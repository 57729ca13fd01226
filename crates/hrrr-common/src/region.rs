//! HRRR forecast regions and their fixed grid properties.

use serde::{Deserialize, Serialize};
use std::fmt;
use std::str::FromStr;

use crate::bbox::BoundingBox;
use crate::crs::{GridCrs, HRRR_EARTH_RADIUS};
use crate::error::{HrrrError, HrrrResult};

/// Values for the `region` component of HRRR hrefs.
#[derive(Debug, Clone, Copy, PartialEq, Eq, Hash, PartialOrd, Ord, Serialize, Deserialize)]
#[serde(rename_all = "lowercase")]
pub enum Region {
    /// Continental United States, runs every hour
    Conus,
    /// Alaska, runs every third hour
    Alaska,
}

impl Region {
    pub fn all() -> &'static [Region] {
        &[Region::Conus, Region::Alaska]
    }

    pub fn as_str(&self) -> &'static str {
        match self {
            Region::Conus => "conus",
            Region::Alaska => "alaska",
        }
    }

    /// Fixed grid configuration for this region.
    pub fn config(&self) -> &'static RegionConfig {
        match self {
            Region::Conus => &CONUS_CONFIG,
            Region::Alaska => &ALASKA_CONFIG,
        }
    }
}

impl fmt::Display for Region {
    fn fmt(&self, f: &mut fmt::Formatter<'_>) -> fmt::Result {
        f.write_str(self.as_str())
    }
}

impl FromStr for Region {
    type Err = HrrrError;

    fn from_str(s: &str) -> HrrrResult<Self> {
        Region::all()
            .iter()
            .copied()
            .find(|r| r.as_str().eq_ignore_ascii_case(s.trim()))
            .ok_or_else(|| {
                HrrrError::invalid_parameter("region", format!("unknown region '{}'", s))
            })
    }
}

/// Properties shared by every item in a region.
#[derive(Debug, Clone, PartialEq)]
pub struct RegionConfig {
    pub region: Region,
    /// Grid extent in the native projection (meters).
    pub bbox_proj: BoundingBox,
    /// Fixed EPSG:4326 extent, for grids whose projected box cannot be
    /// transformed edge-wise.
    pub bbox_4326_override: Option<BoundingBox>,
    pub crs: GridCrs,
    /// Model identifier used when building retrieval paths.
    pub model_id: &'static str,
    /// Extra filename component before `.grib2` (`.ak` for Alaska).
    pub file_suffix: &'static str,
    /// Hours of day (UTC) at which forecast cycles are initialized.
    pub cycle_run_hours: &'static [u32],
}

/// Interior points sampled along each edge when transforming `bbox_proj`.
pub const BBOX_DENSIFY_POINTS: usize = 3;

impl RegionConfig {
    /// Grid extent in EPSG:4326 (degrees).
    ///
    /// The projected box transformed with densified edges, unless the region
    /// carries a fixed override.
    pub fn bbox_4326(&self) -> BoundingBox {
        self.bbox_4326_override.unwrap_or_else(|| {
            self.crs
                .geographic_bounds(&self.bbox_proj, BBOX_DENSIFY_POINTS)
        })
    }

    /// Fail unless `reference_hour` is one of this region's published run hours.
    pub fn validate_cycle_run_hour(&self, reference_hour: u32) -> HrrrResult<()> {
        if self.cycle_run_hours.contains(&reference_hour) {
            return Ok(());
        }
        let valid_hours = self
            .cycle_run_hours
            .iter()
            .map(|h| h.to_string())
            .collect::<Vec<_>>()
            .join(", ");
        Err(HrrrError::InvalidCycleHour {
            region: self.region.to_string(),
            hour: reference_hour,
            valid_hours,
        })
    }
}

/// Fail unless `reference_hour` is a published run hour for `region`.
pub fn validate_cycle_run_hour(region: Region, reference_hour: u32) -> HrrrResult<()> {
    region.config().validate_cycle_run_hour(reference_hour)
}

const EVERY_HOUR: [u32; 24] = [
    0, 1, 2, 3, 4, 5, 6, 7, 8, 9, 10, 11, 12, 13, 14, 15, 16, 17, 18, 19, 20, 21, 22, 23,
];

const EVERY_THIRD_HOUR: [u32; 8] = [0, 3, 6, 9, 12, 15, 18, 21];

static CONUS_CONFIG: RegionConfig = RegionConfig {
    region: Region::Conus,
    bbox_proj: BoundingBox::new(
        -2699020.142521929,
        -1588806.152556665,
        2697979.857478071,
        1588193.847443335,
    ),
    bbox_4326_override: None,
    crs: GridCrs::LambertConformal {
        lat_0: 38.5,
        lon_0: -97.5,
        lat_1: 38.5,
        lat_2: 38.5,
        radius: HRRR_EARTH_RADIUS,
    },
    model_id: "hrrr",
    file_suffix: "",
    cycle_run_hours: &EVERY_HOUR,
};

// The projected box crosses the antimeridian, so its geographic extent is
// pinned to the images of the lower-left and upper-right grid corners.
static ALASKA_CONFIG: RegionConfig = RegionConfig {
    region: Region::Alaska,
    bbox_proj: BoundingBox::new(
        -3426551.0294707343,
        -4100304.1031459086,
        470448.9705292657,
        -1343304.1031459086,
    ),
    bbox_4326_override: Some(BoundingBox::new(-174.8849, 41.5960, -115.6988, 76.3464)),
    crs: GridCrs::PolarStereographic {
        lat_0: 90.0,
        lat_ts: 60.0,
        lon_0: 225.0,
        radius: HRRR_EARTH_RADIUS,
    },
    model_id: "hrrrak",
    file_suffix: ".ak",
    cycle_run_hours: &EVERY_THIRD_HOUR,
};
//! Cloud storage providers hosting HRRR archives, and href construction.

use chrono::{DateTime, NaiveDate, Utc};
use serde::{Deserialize, Serialize};
use std::fmt;
use std::str::FromStr;

use crate::error::{HrrrError, HrrrResult};
use crate::product::Product;
use crate::region::Region;

/// Cloud storage provider sources.
#[derive(Debug, Clone, Copy, PartialEq, Eq, Hash, Serialize, Deserialize)]
#[serde(rename_all = "lowercase")]
pub enum CloudProvider {
    Azure,
    Aws,
    Google,
}

impl CloudProvider {
    pub fn all() -> &'static [CloudProvider] {
        &[CloudProvider::Azure, CloudProvider::Aws, CloudProvider::Google]
    }

    pub fn as_str(&self) -> &'static str {
        match self {
            CloudProvider::Azure => "azure",
            CloudProvider::Aws => "aws",
            CloudProvider::Google => "google",
        }
    }

    /// Public HTTPS root of the provider's HRRR archive.
    pub fn base_url(&self) -> &'static str {
        match self {
            CloudProvider::Azure => "https://noaahrrr.blob.core.windows.net/hrrr",
            CloudProvider::Aws => "https://noaa-hrrr-bdp-pds.s3.amazonaws.com",
            CloudProvider::Google => "https://storage.googleapis.com/high-resolution-rapid-refresh",
        }
    }

    /// First day of data available from this provider.
    pub fn start_date(&self) -> NaiveDate {
        // Constant dates, always valid.
        match self {
            CloudProvider::Azure => NaiveDate::from_ymd_opt(2021, 3, 21),
            CloudProvider::Aws | CloudProvider::Google => NaiveDate::from_ymd_opt(2014, 7, 30),
        }
        .unwrap_or(NaiveDate::MIN)
    }

    /// Href of the GRIB2 file for one region/product/cycle/forecast hour.
    ///
    /// Layout: `{base}/hrrr.{YYYYMMDD}/{region}/hrrr.t{HH}z.wrf{product}f{FF}{suffix}.grib2`
    pub fn grib_href(
        &self,
        region: Region,
        product: Product,
        reference_time: &DateTime<Utc>,
        forecast_hour: u32,
    ) -> String {
        format!(
            "{}/hrrr.{}/{}/hrrr.t{}z.wrf{}f{:02}{}.grib2",
            self.base_url(),
            reference_time.format("%Y%m%d"),
            region.as_str(),
            reference_time.format("%H"),
            product.as_str(),
            forecast_hour,
            region.config().file_suffix,
        )
    }

    /// Href of the `.idx` sidecar for a GRIB2 file.
    pub fn index_href(
        &self,
        region: Region,
        product: Product,
        reference_time: &DateTime<Utc>,
        forecast_hour: u32,
    ) -> String {
        format!(
            "{}.idx",
            self.grib_href(region, product, reference_time, forecast_hour)
        )
    }
}

impl fmt::Display for CloudProvider {
    fn fmt(&self, f: &mut fmt::Formatter<'_>) -> fmt::Result {
        f.write_str(self.as_str())
    }
}

impl FromStr for CloudProvider {
    type Err = HrrrError;

    fn from_str(s: &str) -> HrrrResult<Self> {
        CloudProvider::all()
            .iter()
            .copied()
            .find(|p| p.as_str().eq_ignore_ascii_case(s.trim()))
            .ok_or_else(|| {
                HrrrError::invalid_parameter(
                    "cloud_provider",
                    format!("unknown cloud provider '{}'", s),
                )
            })
    }
}

#[cfg(test)]
mod tests {
    use super::*;
    use chrono::TimeZone;

    #[test]
    fn test_aws_conus_href() {
        let t = Utc.with_ymd_and_hms(2024, 5, 1, 12, 0, 0).unwrap();
        let href = CloudProvider::Aws.grib_href(Region::Conus, Product::Surface, &t, 5);
        assert_eq!(
            href,
            "https://noaa-hrrr-bdp-pds.s3.amazonaws.com/hrrr.20240501/conus/hrrr.t12z.wrfsfcf05.grib2"
        );
    }

    #[test]
    fn test_alaska_index_href_has_suffix() {
        let t = Utc.with_ymd_and_hms(2024, 5, 1, 3, 0, 0).unwrap();
        let href = CloudProvider::Azure.index_href(Region::Alaska, Product::Pressure, &t, 18);
        assert_eq!(
            href,
            "https://noaahrrr.blob.core.windows.net/hrrr/hrrr.20240501/alaska/hrrr.t03z.wrfprsf18.ak.grib2.idx"
        );
    }

    #[test]
    fn test_start_dates() {
        assert_eq!(
            CloudProvider::Azure.start_date(),
            NaiveDate::from_ymd_opt(2021, 3, 21).unwrap()
        );
        assert_eq!(CloudProvider::Aws.start_date(), CloudProvider::Google.start_date());
    }
}
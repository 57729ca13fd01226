//! Layer assembly: join parsed index records with a reference inventory.

use std::collections::BTreeMap;
use std::fmt;

use hrrr_common::{HrrrError, HrrrResult};
use serde::{Deserialize, Serialize};
use tracing::warn;

use crate::forecast_valid::ForecastValid;
use crate::idx::IndexRecord;
use crate::reference::ReferenceInventory;

/// Separator between layer key components.
pub const LAYER_KEY_SEPARATOR: &str = "__";

/// Key of a layer within a GRIB asset:
/// `{variable}__{level with each whitespace character as an underscore}__{forecast time}`.
#[derive(Debug, Clone, PartialEq, Eq, Hash, PartialOrd, Ord, Serialize, Deserialize)]
#[serde(transparent)]
pub struct LayerKey(String);

impl LayerKey {
    pub fn new(variable: &str, level: &str, forecast_time: &str) -> Self {
        let level: String = level
            .chars()
            .map(|c| if c.is_whitespace() { '_' } else { c })
            .collect();
        Self(
            [variable, level.as_str(), forecast_time].join(LAYER_KEY_SEPARATOR),
        )
    }

    pub fn as_str(&self) -> &str {
        &self.0
    }
}

impl fmt::Display for LayerKey {
    fn fmt(&self, f: &mut fmt::Formatter<'_>) -> fmt::Result {
        f.write_str(&self.0)
    }
}

/// A single GRIB message, addressable by byte range.
#[derive(Debug, Clone, PartialEq, Eq, Serialize, Deserialize)]
pub struct LayerDescriptor {
    pub variable: String,
    pub level: String,
    /// Forecast time rendered for the item's forecast hour
    pub forecast_time: String,
    pub description: String,
    pub start_byte: u64,
    pub byte_length: Option<u64>,
}

pub type LayerMap = BTreeMap<LayerKey, LayerDescriptor>;

/// Build the layer map for one index at `forecast_hour`.
///
/// Every record must have a row in `inventory` and every rendered key must
/// be unique.
pub fn assemble(
    records: &[IndexRecord],
    inventory: &ReferenceInventory,
    forecast_hour: u32,
) -> HrrrResult<LayerMap> {
    let mut layers = LayerMap::new();

    for record in records {
        let variable = inventory
            .variable(record.row_number)
            .ok_or_else(|| HrrrError::InventoryMismatch {
                row: record.row_number,
                table: inventory.name(),
            })?;

        if variable.parameter != record.variable || variable.level_layer != record.level {
            warn!(
                row = record.row_number,
                index_variable = %record.variable,
                index_level = %record.level,
                reference_variable = %variable.parameter,
                reference_level = %variable.level_layer,
                "Index row differs from reference inventory"
            );
        }

        let forecast_time = ForecastValid::parse(&variable.forecast_valid)?.render(forecast_hour);
        let key = LayerKey::new(&record.variable, &record.level, &forecast_time);
        if layers.contains_key(&key) {
            return Err(HrrrError::DuplicateLayerKey(key.to_string()));
        }

        layers.insert(
            key,
            LayerDescriptor {
                variable: record.variable.clone(),
                level: record.level.clone(),
                forecast_time,
                description: variable.description.clone(),
                start_byte: record.byte_offset,
                byte_length: record.byte_length,
            },
        );
    }

    Ok(layers)
}

#[cfg(test)]
mod tests {
    use super::*;
    use crate::reference::Variable;
    use hrrr_common::{ForecastHourSet, Product};

    fn variable(row: u32, parameter: &str, level: &str, pattern: &str) -> Variable {
        Variable {
            row_number: row,
            level_layer: level.to_string(),
            parameter: parameter.to_string(),
            forecast_valid: pattern.to_string(),
            description: format!("{} description", parameter),
        }
    }

    fn record(row: u32, offset: u64, variable: &str, level: &str, length: Option<u64>) -> IndexRecord {
        IndexRecord {
            row_number: row,
            byte_offset: offset,
            reference_time: "d=2024050112".to_string(),
            variable: variable.to_string(),
            level: level.to_string(),
            forecast_time: "ignored".to_string(),
            byte_length: length,
        }
    }

    fn inventory(variables: Vec<Variable>) -> ReferenceInventory {
        ReferenceInventory {
            product: Product::Surface,
            forecast_hour_set: ForecastHourSet::Fh02To48,
            reference_forecast_hour: 2,
            variables,
        }
    }

    #[test]
    fn test_layer_key_format() {
        let key = LayerKey::new("TMP", "2 m above ground", "5 hour fcst");
        assert_eq!(key.as_str(), "TMP__2_m_above_ground__5 hour fcst");
    }

    #[test]
    fn test_layer_key_keeps_every_whitespace_character() {
        let key = LayerKey::new("TMP", "2 m  above ground", "anl");
        assert_eq!(key.as_str(), "TMP__2_m__above_ground__anl");

        let key = LayerKey::new("HGT", " cloud\tbase ", "anl");
        assert_eq!(key.as_str(), "HGT___cloud_base___anl");
    }

    #[test]
    fn test_assemble_renders_for_requested_hour() {
        let inv = inventory(vec![
            variable(1, "REFC", "entire atmosphere", "2 hour fcst"),
            variable(2, "APCP", "surface", "0-2 hour acc fcst"),
        ]);
        let records = vec![
            record(1, 0, "REFC", "entire atmosphere", Some(120)),
            record(2, 120, "APCP", "surface", None),
        ];
        let layers = assemble(&records, &inv, 48).unwrap();
        assert_eq!(layers.len(), 2);

        let refc = &layers[&LayerKey::new("REFC", "entire atmosphere", "48 hour fcst")];
        assert_eq!(refc.start_byte, 0);
        assert_eq!(refc.byte_length, Some(120));
        assert_eq!(refc.description, "REFC description");

        let apcp = &layers[&LayerKey::new("APCP", "surface", "0-2 day acc fcst")];
        assert_eq!(apcp.start_byte, 120);
        assert_eq!(apcp.byte_length, None);
    }

    #[test]
    fn test_missing_row_is_mismatch() {
        let inv = inventory(vec![variable(1, "REFC", "entire atmosphere", "2 hour fcst")]);
        let records = vec![
            record(1, 0, "REFC", "entire atmosphere", Some(10)),
            record(2, 10, "RETOP", "cloud top", None),
        ];
        match assemble(&records, &inv, 3) {
            Err(HrrrError::InventoryMismatch { row, table }) => {
                assert_eq!(row, 2);
                assert_eq!(table, "sfc__fh02-48");
            }
            other => panic!("Expected InventoryMismatch, got {:?}", other),
        }
    }

    #[test]
    fn test_collision_fails() {
        let inv = inventory(vec![
            variable(1, "TMP", "2 m above ground", "2 hour fcst"),
            variable(2, "TMP", "2 m above ground", "2 hour fcst"),
        ]);
        let records = vec![
            record(1, 0, "TMP", "2 m above ground", Some(10)),
            record(2, 10, "TMP", "2 m above ground", None),
        ];
        match assemble(&records, &inv, 4) {
            Err(HrrrError::DuplicateLayerKey(key)) => {
                assert_eq!(key, "TMP__2_m_above_ground__4 hour fcst")
            }
            other => panic!("Expected DuplicateLayerKey, got {:?}", other),
        }
    }

    #[test]
    fn test_empty_index_is_empty_map() {
        let inv = inventory(vec![variable(1, "REFC", "entire atmosphere", "2 hour fcst")]);
        assert!(assemble(&[], &inv, 2).unwrap().is_empty());
    }

    #[test]
    fn test_layer_map_serializes_with_string_keys() {
        let inv = inventory(vec![variable(1, "REFC", "entire atmosphere", "2 hour fcst")]);
        let layers = assemble(&[record(1, 0, "REFC", "entire atmosphere", None)], &inv, 2).unwrap();
        let json = serde_json::to_value(&layers).unwrap();
        let layer = &json["REFC__entire_atmosphere__2 hour fcst"];
        assert_eq!(layer["start_byte"], 0);
        assert!(layer["byte_length"].is_null());
    }
}
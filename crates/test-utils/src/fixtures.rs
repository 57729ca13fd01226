//! Common test fixtures for HRRR metadata tests.
//!
//! The `.idx` bodies line up row-for-row with the cut-down reference tables
//! in `testdata/inventories/`. Those tables only cover the fixture rows;
//! production tables come from `stac-builder generate-inventory`.

/// Reference times used across the suite.
pub mod times {
    /// Extended cycle (12 UTC), CONUS and Alaska.
    pub const EXTENDED_CYCLE: &str = "2024-05-01T12";

    /// Standard cycle (03 UTC), CONUS and Alaska.
    pub const STANDARD_CYCLE: &str = "2024-05-01T03";

    /// Standard CONUS cycle that Alaska does not run.
    pub const CONUS_ONLY_CYCLE: &str = "2024-05-01T02";
}

/// Index sidecars for the 2024-05-01 12 UTC CONUS cycle.
pub mod idx {
    /// `hrrr.t12z.wrfsfcf05.grib2.idx`, bucket `sfc__fh02-48`.
    pub const SFC_F05: &str = include_str!("../testdata/hrrr.t12z.wrfsfcf05.grib2.idx");

    /// Size of the matching GRIB2 file in bytes.
    pub const SFC_F05_GRIB_SIZE: u64 = 3_650_840;

    /// `hrrr.t12z.wrfsfcf01.grib2.idx`, bucket `sfc__fh00-01`.
    pub const SFC_F01: &str = include_str!("../testdata/hrrr.t12z.wrfsfcf01.grib2.idx");

    /// `hrrr.t12z.wrfsubhf00.grib2.idx`, bucket `subh__fh00`.
    pub const SUBH_F00: &str = include_str!("../testdata/hrrr.t12z.wrfsubhf00.grib2.idx");

    /// Number of messages in [`SFC_F05`].
    pub const SFC_F05_ROWS: usize = 16;
}

/// Reference inventory tables matching the `.idx` fixtures.
pub mod inventories {
    pub const SFC_FH02_48: &str = include_str!("../testdata/inventories/sfc__fh02-48.yaml");
    pub const SFC_FH00_01: &str = include_str!("../testdata/inventories/sfc__fh00-01.yaml");
    pub const SUBH_FH00: &str = include_str!("../testdata/inventories/subh__fh00.yaml");

    /// A two-row table with forecast-valid patterns of every shape.
    pub const MINIMAL_SFC: &str = r#"
product: sfc
forecast_hour_set: fh02-48
reference_forecast_hour: 2
variables:
  - row_number: 1
    level_layer: entire atmosphere
    parameter: REFC
    forecast_valid: 2 hour fcst
    description: Composite reflectivity
  - row_number: 2
    level_layer: surface
    parameter: APCP
    forecast_valid: 0-2 hour acc fcst
    description: Total precipitation
"#;
}

/// Layer keys expected when assembling [`idx::SFC_F05`] at forecast hour 5.
pub mod layers {
    pub const SFC_F05_REFC: &str = "REFC__entire_atmosphere__5 hour fcst";
    pub const SFC_F05_APCP_TOTAL: &str = "APCP__surface__0-5 hour acc fcst";
    pub const SFC_F05_APCP_HOURLY: &str = "APCP__surface__4-5 hour acc fcst";
    pub const SFC_F05_MXUPHL: &str = "MXUPHL__5000-2000_m_above_ground__4-5 hour max fcst";
    pub const SFC_F05_TMP: &str = "TMP__2_m_above_ground__5 hour fcst";
}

◆ **Assigned task**:
The lines to copy run from the start of the records above through the line holding "pub enum Region"; give them exactly, both ends included, and nothing else.

◆ **Result of the task**:
repository 57729ca13fd01226
filename crates/hrrr-common/src/region.rs
//! HRRR forecast regions and their fixed grid properties.

use serde::{Deserialize, Serialize};
use std::fmt;
use std::str::FromStr;

use crate::bbox::BoundingBox;
use crate::crs::{GridCrs, HRRR_EARTH_RADIUS};
use crate::error::{HrrrError, HrrrResult};

/// Values for the `region` component of HRRR hrefs.
#[derive(Debug, Clone, Copy, PartialEq, Eq, Hash, PartialOrd, Ord, Serialize, Deserialize)]
#[serde(rename_all = "lowercase")]
pub enum Region {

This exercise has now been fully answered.